Published on November 3rd, 2014 | by Guest Contributor

5 Job Interview Tips from a Hiring Manager at CAA South Central Ontario

Today’s blog post was written by Charity Steele and Tony Tsai. Charity is a Human Resources Consultant with CAA South Central Ontario (CAA SCO) with over 10 years’ experience in interviewing, assessing and placing candidates in the right role for their career. Tony Tsai is the Director of Corporate Communications for CAA SCO. He oversees CAA SCO’s media relations and employee communications. 

Getting ready for your next interview? Here are some tips and tricks from one of our hiring managers at CAA SCO on how you can make your next interview a success.

Over the years, I’ve interviewed my fair share of successful and unsuccessful candidates (not to mention having been through a few of them myself). Of all the successful interviews I’ve been a part of, the common thread that I’ve noticed had nothing to do with how confident or how well an individual answered a question (though those are still really important). Rather, it was how prepared that person was to engage in a conversation with me, instead of simply answering my questions. Below are some tips that I’ve used in my career to help you nail your next interview.

  1. Do your research and be prepared – Nothing kills an interview faster than not knowing who you’re interviewing with, what the position is, and who the company is, etc. Especially with ready access to information online, there is no excuse for not being prepared. Don’t forget that before an interview starts, you have opportunities to confirm certain details with the HR person who you are in contact with. Just one simple email may be enough to confirm who you are meeting with, company url, location/directions, dress code, etc. Just be careful to not to pester your contact with too many questions; while being enthusiastic and prepared is good there is a limit to how enthusiastic you can be (see point 4).
  2. First impressions are lasting – The entire interview process is about making a good impression, so it goes without saying that making a positive first impression is crucial. In fact, scientists have revealed that it only takes half a second for someone to make a judgment on someone else’s trustworthiness. So how do you make a good first impression? It’s actually not that difficult; simple things can be done such as:
  1. Ask questions – An interview is not only an opportunity for a company to find out more about you, but for you to find out more about the company. Come prepared with questions that will help you determine if the company you’ve applied for has a culture that is a good fit for you. For example, if personal development is very important to you, ask if the company has professional development programs or what their philosophy is on education and professional growth.
  2. Bring your confidence and enthusiasm…but not too much – Interviews are nerve-wracking. You know this, and so does the person who’s interviewing you. Obviously confidence and enthusiasm are important traits to bring forth in an interview, but sometimes, when our nerves get the better of us we either shut-down or go into over-drive mode and lay it on thick. Remember, you want to present yourself in your best light, so it should be authentic and not forced. Being overly enthusiastic will come off as being insincere and being overly confident will be seen as being brash and arrogant. Showing a bit of humility, a sense of humour, and a positive outlook can go a long way in an interview.

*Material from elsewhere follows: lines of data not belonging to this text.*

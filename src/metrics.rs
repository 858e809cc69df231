// Copyright (c) 2025 Erick Bourgeois, firestoned
// SPDX-License-Identifier: MIT

//! Prometheus metrics for the external DNS controller.
//!
//! All metrics live in the `extdns` namespace and are exposed through the
//! `/metrics` endpoint.
//!
//! # Metrics Categories
//!
//! - **Reconciliation Metrics** - reconcile counts and durations per kind
//! - **Provider Metrics** - accounts, zones, and rate-limited API calls
//! - **Change Metrics** - record-level change requests by action/result
//! - **Lookup Metrics** - background CNAME lookups by outcome

use prometheus::{
    CounterVec, Encoder, GaugeVec, HistogramOpts, HistogramVec, IntGauge, Opts, Registry,
    TextEncoder,
};
use std::sync::LazyLock;
use std::time::Duration;

/// Namespace prefix for all metrics
const METRICS_NAMESPACE: &str = "extdns";

/// Global Prometheus metrics registry, exposed via `/metrics`.
pub static METRICS_REGISTRY: LazyLock<Registry> = LazyLock::new(Registry::new);

/// Total number of reconciliations by resource type and status
///
/// Labels:
/// - `resource_type`: Kind (`DNSProvider`, `DNSEntry`, `DNSAnnotation`)
/// - `status`: Outcome (`success`, `error`)
pub static RECONCILIATION_TOTAL: LazyLock<CounterVec> = LazyLock::new(|| {
    let opts = Opts::new(
        format!("{METRICS_NAMESPACE}_reconciliations_total"),
        "Total number of reconciliations by resource type and status",
    );
    let counter = CounterVec::new(opts, &["resource_type", "status"]).unwrap();
    METRICS_REGISTRY
        .register(Box::new(counter.clone()))
        .unwrap();
    counter
});

/// Duration of reconciliations in seconds
pub static RECONCILIATION_DURATION_SECONDS: LazyLock<HistogramVec> = LazyLock::new(|| {
    let opts = HistogramOpts::new(
        format!("{METRICS_NAMESPACE}_reconciliation_duration_seconds"),
        "Duration of reconciliations in seconds by resource type",
    )
    .buckets(vec![0.001, 0.01, 0.1, 0.5, 1.0, 2.0, 5.0, 10.0, 30.0, 60.0]);
    let histogram = HistogramVec::new(opts, &["resource_type"]).unwrap();
    METRICS_REGISTRY
        .register(Box::new(histogram.clone()))
        .unwrap();
    histogram
});

/// Number of live provider accounts
pub static ACCOUNTS_GAUGE: LazyLock<IntGauge> = LazyLock::new(|| {
    let gauge = IntGauge::new(
        format!("{METRICS_NAMESPACE}_accounts"),
        "Number of live provider accounts",
    )
    .unwrap();
    METRICS_REGISTRY.register(Box::new(gauge.clone())).unwrap();
    gauge
});

/// Hosted zones per provider
///
/// Labels:
/// - `provider`: provider key (`namespace/name`)
pub static PROVIDER_ZONES: LazyLock<GaugeVec> = LazyLock::new(|| {
    let opts = Opts::new(
        format!("{METRICS_NAMESPACE}_provider_zones"),
        "Number of selected hosted zones per provider",
    );
    let gauge = GaugeVec::new(opts, &["provider"]).unwrap();
    METRICS_REGISTRY.register(Box::new(gauge.clone())).unwrap();
    gauge
});

/// Record-level change requests by action and result
///
/// Labels:
/// - `action`: `create`, `update`, `delete`
/// - `result`: `succeeded`, `failed`, `invalid`, `throttled`
pub static CHANGE_REQUESTS_TOTAL: LazyLock<CounterVec> = LazyLock::new(|| {
    let opts = Opts::new(
        format!("{METRICS_NAMESPACE}_change_requests_total"),
        "Record-level change requests by action and result",
    );
    let counter = CounterVec::new(opts, &["action", "result"]).unwrap();
    METRICS_REGISTRY
        .register(Box::new(counter.clone()))
        .unwrap();
    counter
});

/// Background hostname lookups by outcome
///
/// Labels:
/// - `result`: `ok`, `timeout`, `not_found`, `error`
pub static LOOKUPS_TOTAL: LazyLock<CounterVec> = LazyLock::new(|| {
    let opts = Opts::new(
        format!("{METRICS_NAMESPACE}_lookups_total"),
        "Background hostname lookups by outcome",
    );
    let counter = CounterVec::new(opts, &["result"]).unwrap();
    METRICS_REGISTRY
        .register(Box::new(counter.clone()))
        .unwrap();
    counter
});

/// Scheduled lookup jobs
pub static LOOKUP_JOBS_GAUGE: LazyLock<IntGauge> = LazyLock::new(|| {
    let gauge = IntGauge::new(
        format!("{METRICS_NAMESPACE}_lookup_jobs"),
        "Number of scheduled background lookup jobs",
    )
    .unwrap();
    METRICS_REGISTRY.register(Box::new(gauge.clone())).unwrap();
    gauge
});

/// Record a successful reconciliation.
pub fn record_reconciliation_success(resource_type: &str, duration: Duration) {
    RECONCILIATION_TOTAL
        .with_label_values(&[resource_type, "success"])
        .inc();
    RECONCILIATION_DURATION_SECONDS
        .with_label_values(&[resource_type])
        .observe(duration.as_secs_f64());
}

/// Record a failed reconciliation.
pub fn record_reconciliation_error(resource_type: &str, duration: Duration) {
    RECONCILIATION_TOTAL
        .with_label_values(&[resource_type, "error"])
        .inc();
    RECONCILIATION_DURATION_SECONDS
        .with_label_values(&[resource_type])
        .observe(duration.as_secs_f64());
}

/// Record one change request outcome.
pub fn record_change_request(action: &str, result: &str) {
    CHANGE_REQUESTS_TOTAL
        .with_label_values(&[action, result])
        .inc();
}

/// Record one background lookup outcome.
pub fn record_lookup(result: &str) {
    LOOKUPS_TOTAL.with_label_values(&[result]).inc();
}

/// Render all registered metrics in the Prometheus text format.
///
/// # Errors
///
/// Returns an error when encoding fails.
pub fn gather_metrics() -> Result<String, prometheus::Error> {
    let encoder = TextEncoder::new();
    let metric_families = METRICS_REGISTRY.gather();
    let mut buffer = Vec::new();
    encoder.encode(&metric_families, &mut buffer)?;
    Ok(String::from_utf8_lossy(&buffer).to_string())
}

And how do you deal with those nerves? Here’s a trick I do when I’m really getting worked up: Before you start your interview (if possible), find a quiet place to sit, close your eyes, and take five deep breaths by inhaling through your nose and exhaling out your mouth while counting to ten for each breath (in your head, not out loud, or you’ll hyper-ventilate). It’ll help calm your body and keep your nerves from getting the best of you.

  1. Ask questions – So now you’re wondering, “didn’t he just cover this tip in point three?” Yes, I did, but that is how important this tip is. If you are in an interview and 95% of the talking is being done by you, then you haven’t done your job in engaging your interviewer. It’s OK to ask questions during an interview, even during your responses. Just don’t answer a question with a question, that’s just plain annoying.

Your interviewer may be talking to multiple interviewees that day, so being just another talking head that droned on about their strengths and contributions will more than ensure you will be lost in the crowd. Engaging your interviewer in a thoughtful discussion is a sure-fire way to demonstrate your interest and enthusiasm for the role while leaving behind a positive first impression.